EXERCISE INSTRUCTIONS: The expected answer comprises all lines from the entries that contain the string "next".

-=-=-=-=-

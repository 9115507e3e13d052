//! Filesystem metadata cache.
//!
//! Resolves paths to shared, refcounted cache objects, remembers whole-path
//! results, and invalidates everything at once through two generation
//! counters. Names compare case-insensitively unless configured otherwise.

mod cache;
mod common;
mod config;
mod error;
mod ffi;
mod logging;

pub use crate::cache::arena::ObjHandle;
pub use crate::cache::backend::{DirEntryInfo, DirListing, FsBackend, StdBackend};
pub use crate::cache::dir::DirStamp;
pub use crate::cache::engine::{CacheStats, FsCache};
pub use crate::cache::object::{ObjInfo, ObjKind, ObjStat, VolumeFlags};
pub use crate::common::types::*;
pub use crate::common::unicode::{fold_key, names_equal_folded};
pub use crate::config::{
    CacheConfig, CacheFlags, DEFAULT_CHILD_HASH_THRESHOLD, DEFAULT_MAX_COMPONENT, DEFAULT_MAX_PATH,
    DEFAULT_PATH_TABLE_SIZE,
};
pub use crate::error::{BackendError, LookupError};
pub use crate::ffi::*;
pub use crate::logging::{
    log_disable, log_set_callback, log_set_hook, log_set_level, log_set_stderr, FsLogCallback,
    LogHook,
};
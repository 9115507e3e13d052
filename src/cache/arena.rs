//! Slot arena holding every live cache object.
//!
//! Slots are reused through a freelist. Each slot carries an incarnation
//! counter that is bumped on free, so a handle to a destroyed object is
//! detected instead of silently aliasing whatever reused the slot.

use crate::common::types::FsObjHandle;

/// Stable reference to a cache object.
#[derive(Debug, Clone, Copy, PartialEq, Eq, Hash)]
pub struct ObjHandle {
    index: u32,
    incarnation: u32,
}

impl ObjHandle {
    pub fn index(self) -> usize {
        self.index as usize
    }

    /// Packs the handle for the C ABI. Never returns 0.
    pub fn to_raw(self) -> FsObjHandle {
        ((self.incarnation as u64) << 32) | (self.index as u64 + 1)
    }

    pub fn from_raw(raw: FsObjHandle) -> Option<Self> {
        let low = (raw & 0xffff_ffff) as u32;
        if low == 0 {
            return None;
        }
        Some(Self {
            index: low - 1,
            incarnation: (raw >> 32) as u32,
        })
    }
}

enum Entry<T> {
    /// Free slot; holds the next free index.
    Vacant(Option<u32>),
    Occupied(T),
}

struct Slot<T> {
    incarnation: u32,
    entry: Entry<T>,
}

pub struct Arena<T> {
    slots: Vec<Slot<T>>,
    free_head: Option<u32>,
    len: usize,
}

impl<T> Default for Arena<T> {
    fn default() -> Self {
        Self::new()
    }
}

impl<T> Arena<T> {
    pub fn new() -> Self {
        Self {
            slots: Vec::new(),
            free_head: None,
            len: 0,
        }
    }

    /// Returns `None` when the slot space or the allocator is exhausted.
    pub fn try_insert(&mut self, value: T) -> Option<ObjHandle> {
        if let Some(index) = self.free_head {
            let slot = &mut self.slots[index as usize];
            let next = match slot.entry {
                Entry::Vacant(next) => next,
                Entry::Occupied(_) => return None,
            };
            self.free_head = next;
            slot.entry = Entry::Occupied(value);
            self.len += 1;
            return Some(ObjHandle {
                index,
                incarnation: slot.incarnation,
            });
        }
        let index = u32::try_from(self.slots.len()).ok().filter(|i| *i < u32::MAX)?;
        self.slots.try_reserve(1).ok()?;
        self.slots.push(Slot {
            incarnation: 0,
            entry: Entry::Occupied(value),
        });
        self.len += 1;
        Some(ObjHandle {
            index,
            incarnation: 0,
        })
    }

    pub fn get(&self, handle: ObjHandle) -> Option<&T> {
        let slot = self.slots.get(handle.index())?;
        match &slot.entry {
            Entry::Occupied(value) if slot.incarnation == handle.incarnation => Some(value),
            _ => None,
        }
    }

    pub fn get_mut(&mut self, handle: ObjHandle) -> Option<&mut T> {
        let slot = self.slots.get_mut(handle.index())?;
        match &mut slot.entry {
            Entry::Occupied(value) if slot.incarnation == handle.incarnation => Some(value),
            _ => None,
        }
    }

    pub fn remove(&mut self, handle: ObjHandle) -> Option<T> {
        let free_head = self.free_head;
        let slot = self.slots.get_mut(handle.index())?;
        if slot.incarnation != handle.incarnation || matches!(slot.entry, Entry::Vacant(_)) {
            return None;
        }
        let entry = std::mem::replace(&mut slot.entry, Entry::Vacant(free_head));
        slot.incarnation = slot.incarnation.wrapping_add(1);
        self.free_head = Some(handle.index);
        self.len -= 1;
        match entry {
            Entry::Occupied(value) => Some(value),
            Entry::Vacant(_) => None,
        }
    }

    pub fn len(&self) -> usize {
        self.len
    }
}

-=-=-=-=-

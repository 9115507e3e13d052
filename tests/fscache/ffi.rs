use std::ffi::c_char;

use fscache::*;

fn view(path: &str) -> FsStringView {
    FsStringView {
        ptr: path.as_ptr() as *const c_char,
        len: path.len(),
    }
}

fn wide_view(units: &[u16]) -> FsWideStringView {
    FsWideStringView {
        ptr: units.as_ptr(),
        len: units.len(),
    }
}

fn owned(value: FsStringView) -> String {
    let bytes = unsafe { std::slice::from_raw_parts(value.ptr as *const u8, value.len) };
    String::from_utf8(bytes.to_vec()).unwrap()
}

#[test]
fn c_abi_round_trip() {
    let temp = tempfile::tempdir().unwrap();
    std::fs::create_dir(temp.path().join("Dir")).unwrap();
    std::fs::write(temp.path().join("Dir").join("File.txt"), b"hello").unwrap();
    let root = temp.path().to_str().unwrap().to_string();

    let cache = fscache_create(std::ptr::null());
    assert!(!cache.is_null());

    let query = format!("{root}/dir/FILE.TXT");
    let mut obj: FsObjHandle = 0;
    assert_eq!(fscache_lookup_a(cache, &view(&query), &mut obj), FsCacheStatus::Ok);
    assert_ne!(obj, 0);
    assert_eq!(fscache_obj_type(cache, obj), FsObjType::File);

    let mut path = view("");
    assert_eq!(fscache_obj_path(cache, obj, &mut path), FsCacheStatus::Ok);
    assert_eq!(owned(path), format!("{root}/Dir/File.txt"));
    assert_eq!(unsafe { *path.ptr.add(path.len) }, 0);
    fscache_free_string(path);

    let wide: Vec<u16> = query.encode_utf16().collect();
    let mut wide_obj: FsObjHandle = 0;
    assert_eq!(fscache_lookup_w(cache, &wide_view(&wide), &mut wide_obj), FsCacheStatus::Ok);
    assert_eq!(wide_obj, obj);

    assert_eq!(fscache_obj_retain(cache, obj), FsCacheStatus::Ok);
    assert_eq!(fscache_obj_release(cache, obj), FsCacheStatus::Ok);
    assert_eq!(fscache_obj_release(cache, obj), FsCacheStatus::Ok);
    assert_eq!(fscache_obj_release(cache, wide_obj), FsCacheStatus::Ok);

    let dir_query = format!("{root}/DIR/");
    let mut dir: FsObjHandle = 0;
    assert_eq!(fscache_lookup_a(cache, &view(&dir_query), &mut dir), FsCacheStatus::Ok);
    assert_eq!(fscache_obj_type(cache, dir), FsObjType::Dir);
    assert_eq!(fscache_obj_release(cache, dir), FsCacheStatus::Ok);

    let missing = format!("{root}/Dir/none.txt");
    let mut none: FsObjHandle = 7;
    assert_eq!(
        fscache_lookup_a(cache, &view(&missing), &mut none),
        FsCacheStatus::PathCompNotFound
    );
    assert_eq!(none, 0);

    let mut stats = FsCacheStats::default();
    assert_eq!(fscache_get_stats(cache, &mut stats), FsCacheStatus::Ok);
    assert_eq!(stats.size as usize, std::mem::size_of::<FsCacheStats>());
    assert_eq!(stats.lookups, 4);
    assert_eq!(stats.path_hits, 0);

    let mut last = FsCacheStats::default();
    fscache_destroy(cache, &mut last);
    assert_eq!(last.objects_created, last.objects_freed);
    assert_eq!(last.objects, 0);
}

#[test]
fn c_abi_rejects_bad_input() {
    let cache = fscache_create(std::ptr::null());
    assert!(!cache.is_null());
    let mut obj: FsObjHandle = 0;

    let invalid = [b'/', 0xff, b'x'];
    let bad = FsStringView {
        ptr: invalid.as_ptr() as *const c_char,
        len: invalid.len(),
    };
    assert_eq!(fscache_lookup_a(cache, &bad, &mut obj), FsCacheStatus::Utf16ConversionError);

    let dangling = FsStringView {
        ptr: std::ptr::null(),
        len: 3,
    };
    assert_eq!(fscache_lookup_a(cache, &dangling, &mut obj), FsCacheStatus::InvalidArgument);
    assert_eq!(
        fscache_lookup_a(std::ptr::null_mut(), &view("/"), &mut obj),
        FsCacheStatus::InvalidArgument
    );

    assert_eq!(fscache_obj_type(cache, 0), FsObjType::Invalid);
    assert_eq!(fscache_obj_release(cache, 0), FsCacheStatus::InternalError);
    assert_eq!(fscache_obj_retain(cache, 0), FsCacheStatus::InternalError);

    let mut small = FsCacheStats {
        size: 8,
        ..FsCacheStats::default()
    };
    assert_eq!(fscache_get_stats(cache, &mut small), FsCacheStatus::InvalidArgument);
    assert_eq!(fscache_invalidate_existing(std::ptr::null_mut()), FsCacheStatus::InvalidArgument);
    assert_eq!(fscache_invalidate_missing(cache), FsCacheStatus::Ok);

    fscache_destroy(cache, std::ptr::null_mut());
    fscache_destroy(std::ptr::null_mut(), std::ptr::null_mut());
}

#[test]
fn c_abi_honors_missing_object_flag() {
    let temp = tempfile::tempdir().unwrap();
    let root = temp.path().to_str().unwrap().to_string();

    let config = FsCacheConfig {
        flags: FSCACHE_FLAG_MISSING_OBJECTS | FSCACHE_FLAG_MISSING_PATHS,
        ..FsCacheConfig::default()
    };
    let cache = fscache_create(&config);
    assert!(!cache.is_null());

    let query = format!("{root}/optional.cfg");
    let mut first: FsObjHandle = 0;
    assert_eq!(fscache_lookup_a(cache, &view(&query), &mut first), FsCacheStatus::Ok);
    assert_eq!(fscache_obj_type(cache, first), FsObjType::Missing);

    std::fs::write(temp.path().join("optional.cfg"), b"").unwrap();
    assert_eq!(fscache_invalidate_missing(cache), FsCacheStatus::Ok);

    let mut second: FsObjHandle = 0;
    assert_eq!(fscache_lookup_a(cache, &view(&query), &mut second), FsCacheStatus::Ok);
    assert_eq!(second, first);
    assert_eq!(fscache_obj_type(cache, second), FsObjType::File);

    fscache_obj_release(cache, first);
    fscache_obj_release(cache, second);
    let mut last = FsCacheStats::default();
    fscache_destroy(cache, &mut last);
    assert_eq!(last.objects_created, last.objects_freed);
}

-=-=-=-=-

ANSWER TO THIS PROBLEM:
    /// Free slot; holds the next free index.
            let next = match slot.entry {
                Entry::Vacant(next) => next,
            self.free_head = next;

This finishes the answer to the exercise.